◆ TASK ◆
The lines of the records that include "Create" should all be copied.

◆ SUPPLIED INFORMATION ◆

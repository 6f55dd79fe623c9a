//! Error types for grid, dictionary, and solver operations

use std::fmt;
use std::path::PathBuf;

use crate::puzzle::cell::Direction;

/// Main error type for all autofill operations
#[derive(Debug)]
pub enum FillError {
    /// Grid input failed structural validation
    InvalidGrid {
        /// Description of what's wrong with the grid
        reason: String,
    },

    /// Pattern string failed validation
    ///
    /// Patterns must be non-empty and contain only letters and `'?'`.
    InvalidPattern {
        /// The offending pattern string
        pattern: String,
        /// Explanation of why the pattern is invalid
        reason: &'static str,
    },

    /// A slot violated an extraction invariant
    ///
    /// Indicates a bug in slot extraction rather than bad input; extraction
    /// guarantees every slot spans at least two cells.
    SlotInvariant {
        /// Direction of the offending slot
        direction: Direction,
        /// Crossword number of the offending slot
        number: u32,
        /// Description of the violated invariant
        reason: &'static str,
    },

    /// Runtime parameter validation failed
    InvalidParameter {
        /// Name of the invalid parameter
        parameter: &'static str,
        /// Provided value that failed validation
        value: String,
        /// Explanation of why the value is invalid
        reason: String,
    },

    /// General file system operation failure
    FileSystem {
        /// Path involved in the operation
        path: PathBuf,
        /// Description of the operation that failed
        operation: &'static str,
        /// Underlying I/O error
        source: std::io::Error,
    },
}

impl fmt::Display for FillError {
    fn fmt(&self, f: &mut fmt::Formatter<'_>) -> fmt::Result {
        match self {
            Self::InvalidGrid { reason } => {
                write!(f, "Invalid grid: {reason}")
            }
            Self::InvalidPattern { pattern, reason } => {
                write!(f, "Invalid pattern '{pattern}': {reason}")
            }
            Self::SlotInvariant {
                direction,
                number,
                reason,
            } => {
                write!(
                    f,
                    "Slot {number} {direction} violated an invariant: {reason}"
                )
            }
            Self::InvalidParameter {
                parameter,
                value,
                reason,
            } => {
                write!(f, "Invalid parameter '{parameter}' = '{value}': {reason}")
            }
            Self::FileSystem {
                path,
                operation,
                source,
            } => {
                write!(
                    f,
                    "File system error during {operation} on '{}': {source}",
                    path.display()
                )
            }
        }
    }
}

impl std::error::Error for FillError {
    fn source(&self) -> Option<&(dyn std::error::Error + 'static)> {
        match self {
            Self::FileSystem { source, .. } => Some(source),
            _ => None,
        }
    }
}

/// Convenience type alias for autofill results
pub type Result<T> = std::result::Result<T, FillError>;

/// Create an invalid grid error
pub fn invalid_grid(reason: &impl ToString) -> FillError {
    FillError::InvalidGrid {
        reason: reason.to_string(),
    }
}

/// Create an invalid parameter error
pub fn invalid_parameter(
    parameter: &'static str,
    value: &impl ToString,
    reason: &impl ToString,
) -> FillError {
    FillError::InvalidParameter {
        parameter,
        value: value.to_string(),
        reason: reason.to_string(),
    }
}

/// Create a file system error tied to a specific path and operation
pub fn file_error(
    path: &std::path::Path,
    operation: &'static str,
    source: std::io::Error,
) -> FillError {
    FillError::FileSystem {
        path: path.to_path_buf(),
        operation,
        source,
    }
}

◆ EXERCISE RESPONSE ◆
/// Create an invalid grid error
/// Create an invalid parameter error
/// Create a file system error tied to a specific path and operation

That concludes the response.